Preventing Cron Job Overlap: Ensuring Single Instance Execution When Previous Run is Still Active


2 views

When scheduling frequent cron jobs (like every 5 minutes) that might occasionally run longer than the interval period, we face the risk of overlapping executions. This becomes particularly problematic when:

  • The job performs database operations that shouldn't be concurrent
  • It consumes significant system resources
  • Multiple instances could cause data corruption or race conditions

The most common approach is using lock files to prevent multiple instances:


#!/bin/bash

LOCKFILE="/tmp/my_cron_job.lock"

# Check for existing lock file
if [ -e ${LOCKFILE} ] && kill -0 cat ${LOCKFILE}; then
    echo "Previous instance still running - exiting"
    exit 1
fi

# Create lock file
echo $$ > ${LOCKFILE}

# Clean up lock file when script finishes or crashes
trap "rm -f ${LOCKFILE}; exit" INT TERM EXIT

# Your actual job code here
./my_script.sh

# Explicitly remove lock file when done
rm -f ${LOCKFILE}

To address cases where scripts crash without cleaning up lock files:


#!/bin/bash

LOCKFILE="/tmp/my_cron_job.lock"
LOCKTIMEOUT=3600  # 1 hour in seconds

# Check for stale lock file
if [ -e ${LOCKFILE} ]; then
    # Get PID from lock file
    PID=$(cat ${LOCKFILE})
    
    # Check if process is still running
    if ! kill -0 $PID 2>/dev/null; then
        # Process not running - clean up stale lock
        echo "Removing stale lock file"
        rm -f ${LOCKFILE}
    else
        # Check lock file age
        LOCKAGE=$(($(date +%s) - $(stat -c %Y ${LOCKFILE})))
        if [ ${LOCKAGE} -gt ${LOCKTIMEOUT} ]; then
            echo "Force removing timed-out lock (age: ${LOCKAGE}s)"
            kill -9 $PID
            rm -f ${LOCKFILE}
        else
            echo "Previous instance still running (PID: $PID)"
            exit 1
        fi
    fi
fi

# Create new lock file
echo $$ > ${LOCKFILE}

For more robust solutions:

Using Flock

The flock utility provides a simpler way to handle file locking:


#!/bin/bash

(
  flock -n 200 || exit 1
  # Your commands here
  ./my_script.sh
) 200>/tmp/my_cron_job.lock

Database-Based Locking

For distributed systems, consider using database locks:


#!/bin/bash

# MySQL example
if ! mysql -e "SELECT GET_LOCK('my_cron_job', 0)" | grep -q '1'; then
    echo "Job is already running"
    exit 1
fi

# Job code here

# Release lock
mysql -e "SELECT RELEASE_LOCK('my_cron_job')"

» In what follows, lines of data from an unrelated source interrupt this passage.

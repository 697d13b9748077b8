//! Per-session state machine
//!
//! Each inbound frame is handled under the registry locks by walking the
//! transition table for the sender's current status:
//!
//! | Status         | Accepted                                              |
//! |----------------|-------------------------------------------------------|
//! | `Disconnected` | `LOGI`, `QUIT`                                        |
//! | `Connected`    | `RLIS`, `RCRT`, `RCNT`, `QUIT`                        |
//! | `InRoom`       | `RDIS`, `REDY`, `STRT`, `QUIT`                        |
//! | `OnTurn`       | `TAKP`, `TAKT`, `UNLO`, `ADDC`, `THRW`, `CLOS`, `QUIT` |
//! | `OnWait`       | `QUIT` (anything else is "not your turn")             |
//! | `Paused`       | `QUIT` (anything else gets a notice)                  |
//! | `GameDone`     | `PLAG`, `LBBY`, `CNNT`, `QUIT`                        |
//!
//! `PING` and `PONG` are accepted in every status and only refresh the
//! heartbeat. Replies and broadcasts are collected in an [`Outbox`] and
//! delivered after both locks are released.
//!
//! A dropped connection keeps its identity for the reconnect grace window.
//! If it was in a running match the game is paused and the opponent told;
//! otherwise the player leaves its room right away.

use crate::config::ServerConfig;
use crate::connection::{Connection, ConnectionId, Outbox};
use crate::game::{GameState, GameStatus};
use crate::registry::Registries;
use crate::room_manager::{RoomId, RoomRegistry, PLAYERS_PER_ROOM};
use crate::session::{
    generate_token, parse_login, LoginRequest, SessionId, SessionRegistry, SessionStatus,
};
use log::{debug, info, warn};
use shared::{Frame, MessageType};
use std::sync::Arc;

/// What the connection worker does after a frame has been handled
#[derive(Debug, Clone, Copy, PartialEq, Eq)]
pub enum Flow {
    Continue,
    Disconnect,
}
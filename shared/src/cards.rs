//! Card model and the two-character wire codes
//!
//! A card code is a rank character followed by a suit character. Ranks use
//! `A`, `2`..`9`, `X` (ten), `J`, `Q`, `K`; suits use `H`, `D`, `C`, `S`.
//! Jokers are written `YY`.

use std::fmt;
use thiserror::Error;

/// Rank value of a joker when counted against a player's hand
pub const JOKER_VALUE: u32 = 50;

#[derive(Debug, Clone, Copy, PartialEq, Eq, Hash, PartialOrd, Ord)]
pub enum Suit {
    Hearts,
    Diamonds,
    Clubs,
    Spades,
}

impl Suit {
    /// Suits in deck-building order
    pub const ALL: [Suit; 4] = [Suit::Hearts, Suit::Diamonds, Suit::Clubs, Suit::Spades];

    pub fn symbol(self) -> char {
        match self {
            Suit::Hearts => 'H',
            Suit::Diamonds => 'D',
            Suit::Clubs => 'C',
            Suit::Spades => 'S',
        }
    }

    pub fn from_symbol(symbol: char) -> Option<Suit> {
        Suit::ALL.iter().copied().find(|suit| suit.symbol() == symbol)
    }
}

/// A single playing card
#[derive(Debug, Clone, Copy, PartialEq, Eq, Hash)]
pub enum Card {
    /// Rank runs from 1 (Ace) through 13 (King)
    Standard { rank: u8, suit: Suit },
    Joker,
}

#[derive(Debug, Clone, PartialEq, Eq, Error)]
pub enum CardParseError {
    #[error("card code {0:?} is not two characters")]
    BadLength(String),
    #[error("unknown rank in card code {0:?}")]
    UnknownRank(String),
    #[error("unknown suit in card code {0:?}")]
    UnknownSuit(String),
    #[error("card list {0:?} has an odd length")]
    OddLength(String),
}

impl Card {
    /// Builds a standard card, returning None for ranks outside 1..=13
    pub fn new(rank: u8, suit: Suit) -> Option<Card> {
        (1..=13)
            .contains(&rank)
            .then_some(Card::Standard { rank, suit })
    }

    pub fn is_wild(&self) -> bool {
        matches!(self, Card::Joker)
    }

    /// Rank value with Ace low, or None for a joker
    pub fn rank(&self) -> Option<u8> {
        match self {
            Card::Standard { rank, .. } => Some(*rank),
            Card::Joker => None,
        }
    }

    pub fn suit(&self) -> Option<Suit> {
        match self {
            Card::Standard { suit, .. } => Some(*suit),
            Card::Joker => None,
        }
    }

    /// Penalty value of the card when left in hand
    pub fn value(&self) -> u32 {
        match self {
            Card::Standard { rank, .. } => u32::from(*rank),
            Card::Joker => JOKER_VALUE,
        }
    }

    /// Two-character wire code
    pub fn code(&self) -> String {
        self.to_string()
    }

    pub fn from_code(code: &str) -> Result<Card, CardParseError> {
        let mut chars = code.chars();
        let (Some(rank_char), Some(suit_char), None) = (chars.next(), chars.next(), chars.next())
        else {
            return Err(CardParseError::BadLength(code.to_string()));
        };

        if rank_char == 'Y' && suit_char == 'Y' {
            return Ok(Card::Joker);
        }

        let rank = match rank_char {
            'A' => 1,
            '2'..='9' => rank_char as u8 - b'0',
            'X' => 10,
            'J' => 11,
            'Q' => 12,
            'K' => 13,
            _ => return Err(CardParseError::UnknownRank(code.to_string())),
        };
        let suit =
            Suit::from_symbol(suit_char).ok_or_else(|| CardParseError::UnknownSuit(code.to_string()))?;

        Ok(Card::Standard { rank, suit })
    }

    /// Parses a run of concatenated two-character codes such as `AH2H3H`
    pub fn parse_list(codes: &str) -> Result<Vec<Card>, CardParseError> {
        if codes.len() % 2 != 0 || !codes.is_ascii() {
            return Err(CardParseError::OddLength(codes.to_string()));
        }

        codes
            .as_bytes()
            .chunks(2)
            .map(|pair| Card::from_code(&String::from_utf8_lossy(pair)))
            .collect()
    }
}

fn rank_symbol(rank: u8) -> char {
    match rank {
        1 => 'A',
        10 => 'X',
        11 => 'J',
        12 => 'Q',
        13 => 'K',
        n => char::from(b'0' + n),
    }
}

impl fmt::Display for Card {
    fn fmt(&self, f: &mut fmt::Formatter<'_>) -> fmt::Result {
        match self {
            Card::Standard { rank, suit } => write!(f, "{}{}", rank_symbol(*rank), suit.symbol()),
            Card::Joker => f.write_str("YY"),
        }
    }
}

/// Concatenates the codes of `cards` with no separator
pub fn join_codes(cards: &[Card]) -> String {
    cards.iter().map(Card::code).collect()
}
//! Legality of laid-down card combinations
//!
//! A combination is either a *set* (one rank, each suit at most once, at
//! most four cards) or a *run* (one suit, consecutive ranks). Jokers stand in
//! for any missing suit in a set or any missing rank in a run.
//!
//! Runs are stored in rank order with jokers placed in the gaps they fill.
//! Each run position is numbered 1 (Ace low) through 14 (Ace high), so the
//! bounds of a run follow from its lowest position and its length.

use crate::session::SessionId;
use shared::{Card, Suit};

/// Fewest cards a new combination may contain
pub const MIN_COMBINATION_CARDS: usize = 3;
/// A set can hold each of the four suits once
pub const MAX_SET_CARDS: usize = 4;
/// Hard cap on any combination, attachments included
pub const MAX_COMBINATION_CARDS: usize = 15;

const LOW_ACE: u8 = 1;
const HIGH_ACE: u8 = 14;

#[derive(Debug, Clone, Copy, PartialEq, Eq)]
pub enum CombinationKind {
    /// Same rank, distinct suits
    Set { rank: u8 },
    /// Same suit, consecutive positions starting at `low`
    Run { low: u8 },
}

/// A group of cards laid on the table by one player
#[derive(Debug, Clone, PartialEq, Eq)]
pub struct Combination {
    pub kind: CombinationKind,
    pub cards: Vec<Card>,
    pub owner: SessionId,
}

impl Combination {
    /// Validates `cards` and builds a combination, or returns None if the
    /// cards form neither a set nor a run
    pub fn new(owner: SessionId, cards: &[Card]) -> Option<Combination> {
        if let Some(rank) = as_set(cards) {
            return Some(Combination {
                kind: CombinationKind::Set { rank },
                cards: cards.to_vec(),
                owner,
            });
        }

        as_run(cards).map(|(low, ordered)| Combination {
            kind: CombinationKind::Run { low },
            cards: ordered,
            owner,
        })
    }

    /// Concatenated codes, the form clients use to address a combination
    pub fn codes(&self) -> String {
        shared::join_codes(&self.cards)
    }

    /// Attempts to extend the combination with `card`
    ///
    /// Sets accept a card of their rank in an unused suit, or a joker. Runs
    /// accept a card of their suit directly below the lowest or above the
    /// highest position. A joker goes on the low end when the run already
    /// reaches the high Ace, otherwise on the high end. Returns false and
    /// leaves the combination untouched when the card does not fit.
    pub fn try_attach(&mut self, card: Card) -> bool {
        if self.cards.len() >= MAX_COMBINATION_CARDS {
            return false;
        }

        match self.kind {
            CombinationKind::Set { rank } => self.attach_to_set(rank, card),
            CombinationKind::Run { low } => self.attach_to_run(low, card),
        }
    }

    fn attach_to_set(&mut self, rank: u8, card: Card) -> bool {
        if self.cards.len() >= MAX_SET_CARDS {
            return false;
        }

        let fits = match card {
            Card::Joker => true,
            Card::Standard { rank: r, suit } => {
                r == rank && !self.cards.iter().any(|c| c.suit() == Some(suit))
            }
        };
        if fits {
            self.cards.push(card);
        }
        fits
    }

    fn attach_to_run(&mut self, low: u8, card: Card) -> bool {
        // Jokers only: any card re-anchors the run
        if self.cards.iter().all(Card::is_wild) {
            let mut candidate = self.cards.clone();
            candidate.push(card);
            return match as_run(&candidate) {
                Some((low, ordered)) => {
                    self.kind = CombinationKind::Run { low };
                    self.cards = ordered;
                    true
                }
                None => false,
            };
        }

        let high = low + self.cards.len() as u8 - 1;
        let at_front = match card {
            Card::Joker => {
                if high == HIGH_ACE && low > LOW_ACE {
                    true
                } else if high < HIGH_ACE {
                    false
                } else {
                    return false;
                }
            }
            Card::Standard { rank, suit } => {
                if self.suit() != Some(suit) {
                    return false;
                }
                if rank == LOW_ACE && high == 13 {
                    false
                } else if rank == LOW_ACE && low == 2 {
                    true
                } else if rank != LOW_ACE && rank + 1 == low {
                    true
                } else if rank != LOW_ACE && rank == high + 1 {
                    false
                } else {
                    return false;
                }
            }
        };

        if at_front {
            self.cards.insert(0, card);
            self.kind = CombinationKind::Run { low: low - 1 };
        } else {
            self.cards.push(card);
        }
        true
    }

    /// Suit shared by the real cards, or None for a set or an all-joker run
    fn suit(&self) -> Option<Suit> {
        match self.kind {
            CombinationKind::Set { .. } => None,
            CombinationKind::Run { .. } => self.cards.iter().find_map(Card::suit),
        }
    }
}

/// Returns the shared rank when `cards` form a valid set
fn as_set(cards: &[Card]) -> Option<u8> {
    if cards.len() < MIN_COMBINATION_CARDS || cards.len() > MAX_SET_CARDS {
        return None;
    }

    let mut rank = None;
    let mut suits: Vec<Suit> = Vec::with_capacity(MAX_SET_CARDS);
    for card in cards {
        if let Card::Standard { rank: r, suit } = *card {
            if rank.is_some_and(|existing| existing != r) || suits.contains(&suit) {
                return None;
            }
            rank = Some(r);
            suits.push(suit);
        }
    }

    // A set needs at least one real card to name its rank
    rank
}

/// Returns the lowest position and the ordered cards when `cards` form a
/// valid run, trying Ace low before Ace high
fn as_run(cards: &[Card]) -> Option<(u8, Vec<Card>)> {
    if cards.len() < MIN_COMBINATION_CARDS || cards.len() > usize::from(HIGH_ACE) {
        return None;
    }

    let reals: Vec<Card> = cards.iter().copied().filter(|c| !c.is_wild()).collect();
    let jokers = cards.len() - reals.len();
    if reals.is_empty() {
        return Some((LOW_ACE, cards.to_vec()));
    }

    let suit = reals[0].suit();
    if reals.iter().any(|c| c.suit() != suit) {
        return None;
    }

    let has_ace = reals.iter().any(|c| c.rank() == Some(LOW_ACE));
    layout_run(&reals, jokers, false).or_else(|| {
        if has_ace {
            layout_run(&reals, jokers, true)
        } else {
            None
        }
    })
}

/// Places real cards at their positions and fills gaps with jokers. Spare
/// jokers extend the top of the run first, then the bottom.
fn layout_run(reals: &[Card], jokers: usize, ace_high: bool) -> Option<(u8, Vec<Card>)> {
    let mut placed: Vec<(u8, Card)> = reals
        .iter()
        .filter_map(|card| {
            card.rank().map(|rank| {
                let position = if rank == LOW_ACE && ace_high { HIGH_ACE } else { rank };
                (position, *card)
            })
        })
        .collect();
    placed.sort_by_key(|(position, _)| *position);

    if placed.windows(2).any(|pair| pair[0].0 == pair[1].0) {
        return None;
    }

    let min = placed.first()?.0;
    let max = placed.last()?.0;
    let span = usize::from(max - min) + 1;
    let gaps = span - placed.len();
    if gaps > jokers {
        return None;
    }

    let spare = jokers - gaps;
    let above = spare.min(usize::from(HIGH_ACE - max));
    let below = spare - above;
    if below > usize::from(min - LOW_ACE) {
        return None;
    }

    let low = min - below as u8;
    let high = max + above as u8;
    let mut ordered = Vec::with_capacity(reals.len() + jokers);
    let mut next = placed.iter().peekable();
    for position in low..=high {
        match next.peek() {
            Some((p, card)) if *p == position => {
                ordered.push(*card);
                next.next();
            }
            _ => ordered.push(Card::Joker),
        }
    }

    Some((low, ordered))
}
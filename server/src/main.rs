use clap::Parser;
use log::info;
use server::config::{ServerConfig, DEFAULT_HOST, DEFAULT_PORT};
use server::network::Server;
use std::time::Duration;

/// Main-method of the card server.
/// Parses command-line arguments, binds the listener and serves until Ctrl+C.
#[tokio::main]
async fn main() -> Result<(), Box<dyn std::error::Error>> {
    #[derive(Parser, Debug)]
    #[clap(author, version, about)]
    struct Args {
        /// Server IP address to bind to
        #[clap(short = 'H', long, default_value = DEFAULT_HOST)]
        host: String,
        /// Server port to listen on
        #[clap(short, long, default_value_t = DEFAULT_PORT)]
        port: u16,
        /// Number of session slots
        #[clap(long, default_value = "10")]
        max_sessions: usize,
        /// Number of room slots
        #[clap(long, default_value = "7")]
        max_rooms: usize,
        /// Seconds of silence before a connection is dropped
        #[clap(long, default_value = "10")]
        heartbeat_timeout: u64,
        /// Seconds a dropped player may take to reconnect
        #[clap(long, default_value = "120")]
        reconnect_timeout: u64,
        /// Seconds between sweeper passes
        #[clap(long, default_value = "5")]
        sweep_interval: u64,
        /// Shuffle the deck before dealing
        #[clap(long)]
        shuffle: bool,
    }

    env_logger::Builder::from_env(env_logger::Env::default().default_filter_or("info")).init();

    let args = Args::parse();

    let config = ServerConfig {
        bind_addr: format!("{}:{}", args.host, args.port),
        max_sessions: args.max_sessions,
        max_rooms: args.max_rooms,
        sweep_interval: Duration::from_secs(args.sweep_interval.max(1)),
        heartbeat_timeout: Duration::from_secs(args.heartbeat_timeout),
        reconnect_timeout: Duration::from_secs(args.reconnect_timeout),
        shuffle_deck: args.shuffle,
    };

    let server = Server::bind(config).await?;

    tokio::select! {
        result = server.run() => {
            result?;
        }
        _ = tokio::signal::ctrl_c() => {
            info!("Received Ctrl+C, shutting down");
        }
    }

    Ok(())
}
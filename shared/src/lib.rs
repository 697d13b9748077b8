//! Types shared between the card server and its clients: the framed wire
//! protocol and the card model.

pub mod cards;
pub mod protocol;

pub use cards::{join_codes, Card, CardParseError, Suit};
pub use protocol::{
    encode, read_frame, read_frame_with_budget, write_frame, Frame, FrameError, MessageType,
    MAGIC, MAX_GARBAGE_BYTES, MAX_PAYLOAD_LEN,
};
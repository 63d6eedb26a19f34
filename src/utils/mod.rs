//! The `utils` module collects the pieces shared across the relay:
//! the error types every fallible path returns and the logging setup.

pub mod error;
pub mod logging;

pub use error::{RelayError, SinkError};
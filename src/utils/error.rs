//! Error types for the relay.
//!
//! `RelayError` covers the broker side and startup; `SinkError` covers the
//! cloud forwarding path, which the relay logs and swallows.

use std::str::Utf8Error;

use thiserror::Error;

#[derive(Debug, Error)]
pub enum RelayError {
    #[error("configuration error: {0}")]
    Config(#[from] config::ConfigError),

    #[error("payload on topic '{topic}' is not valid UTF-8: {source}")]
    Decode {
        topic: String,
        #[source]
        source: Utf8Error,
    },

    #[error("mqtt client request failed: {0}")]
    Client(#[from] rumqttc::ClientError),

    #[error("mqtt connection error: {0}")]
    Connection(#[from] rumqttc::ConnectionError),

    #[error("cloud sink error: {0}")]
    Sink(#[from] SinkError),

    #[error("relay worker failed: {0}")]
    Worker(#[from] tokio::task::JoinError),

    #[error("timed out after {0}s")]
    Timeout(u64),
}

#[derive(Debug, Error)]
pub enum SinkError {
    #[error("invalid connection string: {0}")]
    ConnectionString(String),

    #[error("invalid shared access key: {0}")]
    InvalidKey(String),

    #[error("http request failed: {0}")]
    Http(#[from] reqwest::Error),

    #[error("iot hub rejected message with status {status}: {body}")]
    Rejected { status: u16, body: String },
}

impl From<base64::DecodeError> for SinkError {
    fn from(err: base64::DecodeError) -> Self {
        SinkError::InvalidKey(err.to_string())
    }
}
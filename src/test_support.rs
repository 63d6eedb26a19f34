//! Fakes for the broker, the cloud sink and the event handler, plus a
//! minimal MQTT 3.1.1 broker on a local socket.

use std::net::SocketAddr;
use std::sync::{Arc, Mutex};
use std::time::Duration;

use async_trait::async_trait;
use tokio::io::{AsyncReadExt, AsyncWriteExt};
use tokio::net::{TcpListener, TcpStream};
use tokio::sync::mpsc;

use crate::broker::{BrokerClient, ConnectCode};
use crate::cloud::CloudSink;
use crate::relay::{EventHandler, Message};
use crate::utils::{RelayError, SinkError};

/// Records every request instead of talking to a broker.
#[derive(Default)]
pub struct RecordingBroker {
    pub subscriptions: Mutex<Vec<String>>,
    pub publishes: Mutex<Vec<(String, Vec<u8>)>>,
    pub fail_publish: bool,
    pub fail_subscribe_to: Option<String>,
}

impl RecordingBroker {
    pub fn subscriptions(&self) -> Vec<String> {
        self.subscriptions.lock().unwrap().clone()
    }

    pub fn publishes(&self) -> Vec<(String, Vec<u8>)> {
        self.publishes.lock().unwrap().clone()
    }
}

fn closed_channel() -> RelayError {
    let (client, eventloop) = rumqttc::AsyncClient::new(
        rumqttc::MqttOptions::new("closed", "localhost", 1883),
        1,
    );
    drop(eventloop);
    match client.try_disconnect() {
        Err(e) => RelayError::Client(e),
        Ok(()) => RelayError::Timeout(0),
    }
}

#[async_trait]
impl BrokerClient for RecordingBroker {
    async fn subscribe(&self, topic: &str) -> Result<(), RelayError> {
        if self.fail_subscribe_to.as_deref() == Some(topic) {
            return Err(closed_channel());
        }
        self.subscriptions.lock().unwrap().push(topic.to_string());
        Ok(())
    }

    async fn publish(&self, topic: &str, payload: &[u8]) -> Result<(), RelayError> {
        self.publishes
            .lock()
            .unwrap()
            .push((topic.to_string(), payload.to_vec()));
        if self.fail_publish {
            return Err(closed_channel());
        }
        Ok(())
    }

    async fn disconnect(&self) -> Result<(), RelayError> {
        Ok(())
    }
}

/// Records payloads; fails every call whose payload is in `fail_on`.
#[derive(Clone, Default)]
pub struct RecordingSink {
    pub sent: Arc<Mutex<Vec<String>>>,
    pub fail_on: Vec<String>,
}

impl RecordingSink {
    pub fn sent(&self) -> Vec<String> {
        self.sent.lock().unwrap().clone()
    }
}

#[async_trait]
impl CloudSink for RecordingSink {
    async fn send(&self, payload: &str) -> Result<(), SinkError> {
        self.sent.lock().unwrap().push(payload.to_string());
        if self.fail_on.iter().any(|p| p == payload) {
            return Err(SinkError::Rejected {
                status: 500,
                body: "hub unavailable".to_string(),
            });
        }
        Ok(())
    }
}

/// Records callbacks; with `fail_messages` it decodes payloads like the relay.
#[derive(Default)]
pub struct RecordingHandler {
    pub connects: Vec<ConnectCode>,
    pub messages: Vec<(String, Vec<u8>)>,
    pub fail_messages: bool,
}

#[async_trait]
impl EventHandler for RecordingHandler {
    async fn on_connect(&mut self, code: ConnectCode) {
        self.connects.push(code);
    }

    async fn on_message(&mut self, topic: &str, payload: &[u8]) -> Result<(), RelayError> {
        if self.fail_messages {
            Message::decode(topic, payload)?;
        }
        self.messages.push((topic.to_string(), payload.to_vec()));
        Ok(())
    }
}

pub const CONNECT: u8 = 1;
pub const PUBLISH: u8 = 3;
pub const SUBSCRIBE: u8 = 8;
pub const PINGREQ: u8 = 12;
pub const DISCONNECT: u8 = 14;

/// Accepts a single client on 127.0.0.1, answers its CONNECT with
/// `connack_code`, writes `after_connack` in one go and then reports every
/// packet the client sends as `(packet type, body)`.
///
/// SUBSCRIBE is granted QoS 0 and PINGREQ is answered.
pub struct FakeBroker {
    pub addr: SocketAddr,
    packets: mpsc::UnboundedReceiver<(u8, Vec<u8>)>,
}

impl FakeBroker {
    pub async fn start(connack_code: u8, after_connack: Vec<u8>) -> FakeBroker {
        let listener = TcpListener::bind("127.0.0.1:0").await.unwrap();
        let addr = listener.local_addr().unwrap();
        let (tx, packets) = mpsc::unbounded_channel();

        tokio::spawn(async move {
            let Ok((mut stream, _)) = listener.accept().await else {
                return;
            };
            match read_packet(&mut stream).await {
                Ok(Some((header, _))) if header >> 4 == CONNECT => {}
                _ => return,
            }
            stream
                .write_all(&[0x20, 0x02, 0x00, connack_code])
                .await
                .unwrap();
            if !after_connack.is_empty() {
                stream.write_all(&after_connack).await.unwrap();
            }

            while let Ok(Some((header, body))) = read_packet(&mut stream).await {
                let kind = header >> 4;
                match kind {
                    SUBSCRIBE => {
                        let suback = [0x90, 0x03, body[0], body[1], 0x00];
                        let _ = stream.write_all(&suback).await;
                    }
                    PINGREQ => {
                        let _ = stream.write_all(&[0xd0, 0x00]).await;
                    }
                    _ => {}
                }
                let _ = tx.send((kind, body));
                if kind == DISCONNECT {
                    break;
                }
            }
        });

        FakeBroker { addr, packets }
    }

    /// The next client packet, or `None` after 5s or once the client is gone.
    pub async fn next_packet(&mut self) -> Option<(u8, Vec<u8>)> {
        tokio::time::timeout(Duration::from_secs(5), self.packets.recv())
            .await
            .ok()
            .flatten()
    }

    /// Skips packets until one of `kind` arrives.
    pub async fn next_of(&mut self, kind: u8) -> Option<Vec<u8>> {
        while let Some((k, body)) = self.next_packet().await {
            if k == kind {
                return Some(body);
            }
        }
        None
    }
}

/// A closed local port: bound once, then released.
pub async fn unused_addr() -> SocketAddr {
    let listener = TcpListener::bind("127.0.0.1:0").await.unwrap();
    listener.local_addr().unwrap()
}

async fn read_packet(stream: &mut TcpStream) -> std::io::Result<Option<(u8, Vec<u8>)>> {
    let mut header = [0u8; 1];
    if stream.read_exact(&mut header).await.is_err() {
        return Ok(None);
    }

    let mut len = 0usize;
    let mut multiplier = 1usize;
    loop {
        let mut byte = [0u8; 1];
        stream.read_exact(&mut byte).await?;
        len += (byte[0] & 0x7f) as usize * multiplier;
        if byte[0] & 0x80 == 0 {
            break;
        }
        multiplier *= 128;
    }

    let mut body = vec![0u8; len];
    stream.read_exact(&mut body).await?;
    Ok(Some((header[0], body)))
}

fn remaining_length(mut len: usize, out: &mut Vec<u8>) {
    loop {
        let mut byte = (len % 128) as u8;
        len /= 128;
        if len > 0 {
            byte |= 0x80;
        }
        out.push(byte);
        if len == 0 {
            break;
        }
    }
}

/// A QoS 0 PUBLISH as the broker would send it.
pub fn publish_packet(topic: &str, payload: &[u8]) -> Vec<u8> {
    let mut packet = vec![0x30];
    remaining_length(2 + topic.len() + payload.len(), &mut packet);
    packet.extend_from_slice(&(topic.len() as u16).to_be_bytes());
    packet.extend_from_slice(topic.as_bytes());
    packet.extend_from_slice(payload);
    packet
}

/// Topic and payload of a QoS 0 PUBLISH body.
pub fn parse_publish(body: &[u8]) -> (String, Vec<u8>) {
    let len = u16::from_be_bytes([body[0], body[1]]) as usize;
    let topic = String::from_utf8(body[2..2 + len].to_vec()).unwrap();
    (topic, body[2 + len..].to_vec())
}

/// Topic filters of a SUBSCRIBE body.
pub fn parse_subscribe(body: &[u8]) -> Vec<String> {
    let mut topics = Vec::new();
    let mut at = 2;
    while at + 2 <= body.len() {
        let len = u16::from_be_bytes([body[at], body[at + 1]]) as usize;
        topics.push(String::from_utf8(body[at + 2..at + 2 + len].to_vec()).unwrap());
        at += 2 + len + 1;
    }
    topics
}
/// Initialize tracing/logging for the relay.
///
/// This uses a simple `with_max_level` configuration based on `default_level`.
pub fn init(default_level: &str) {
    let lvl = parse_level(default_level);

    // try_init so tests and the check command can call this more than once
    let _ = tracing_subscriber::fmt()
        .with_max_level(lvl)
        .with_target(false)
        .try_init();
}

/// Maps a config string to a level. Unknown strings fall back to INFO.
pub fn parse_level(level: &str) -> tracing::Level {
    match level.to_lowercase().as_str() {
        "error" => tracing::Level::ERROR,
        "warn" | "warning" => tracing::Level::WARN,
        "debug" => tracing::Level::DEBUG,
        "trace" => tracing::Level::TRACE,
        _ => tracing::Level::INFO,
    }
}
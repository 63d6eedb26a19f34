//! The `cloud` module forwards relayed payloads to Azure IoT Hub.
//!
//! The hub is reached over its HTTPS device-to-cloud endpoint and
//! authenticated with a SAS token derived from the device connection string.

pub mod connection_string;
pub mod iothub;
pub mod sas;
pub mod sink;

pub use connection_string::IotHubConnectionString;
pub use iothub::IotHubSink;
pub use sink::CloudSink;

For modern Linux systems, consider using systemd timers instead of cron:


# myjob.service
[Unit]
Description=My Periodic Job

[Service]
Type=oneshot
ExecStart=/path/to/my_script.sh

# myjob.timer
[Unit]
Description=Run my job every 5 minutes

[Timer]
OnCalendar=*-*-* *:0/5:0
Persistent=true

[Install]
WantedBy=timers.target

Implement monitoring to detect stuck jobs:


#!/bin/bash

MAX_RUNTIME=300  # 5 minutes in seconds
LOCKFILE="/tmp/my_cron_job.lock"

if [ -e ${LOCKFILE} ]; then
    PID=$(cat ${LOCKFILE})
    if kill -0 $PID 2>/dev/null; then
        RUNTIME=$(ps -o etimes= -p $PID | awk '{print $1}')
        if [ ${RUNTIME} -gt ${MAX_RUNTIME} ]; then
            # Send alert
            echo "Job running too long (PID: $PID, ${RUNTIME}s)" | mail -s "Cron Job Alert" admin@example.com
        fi
    fi
fi

When dealing with cron jobs that run at short intervals (like every 5 minutes), you might encounter situations where a job takes longer to complete than the interval between runs. This can lead to:

  • Multiple instances of the same script running simultaneously
  • Resource contention and system overload
  • Race conditions in data processing
  • Unexpected behavior when scripts aren't designed for concurrency

Here are three reliable methods to prevent cron job overlap:

1. File Locking Mechanism

The most common approach is to implement file-based locking:

#!/bin/bash

LOCKFILE="/tmp/myscript.lock"

if [ -e ${LOCKFILE} ] && kill -0 cat ${LOCKFILE}; then
    echo "Script already running"
    exit
fi

trap "rm -f ${LOCKFILE}; exit" INT TERM EXIT
echo $$ > ${LOCKFILE}

# Your actual script commands go here...
sleep 60 # Example long-running process

rm -f ${LOCKFILE}

2. Process Checking

For more robust checking, you can verify running processes:

#!/bin/bash

SCRIPT_NAME=$(basename "$0")
RUNNING_PIDS=$(pgrep -fl "$SCRIPT_NAME" | grep -v $$ | wc -l)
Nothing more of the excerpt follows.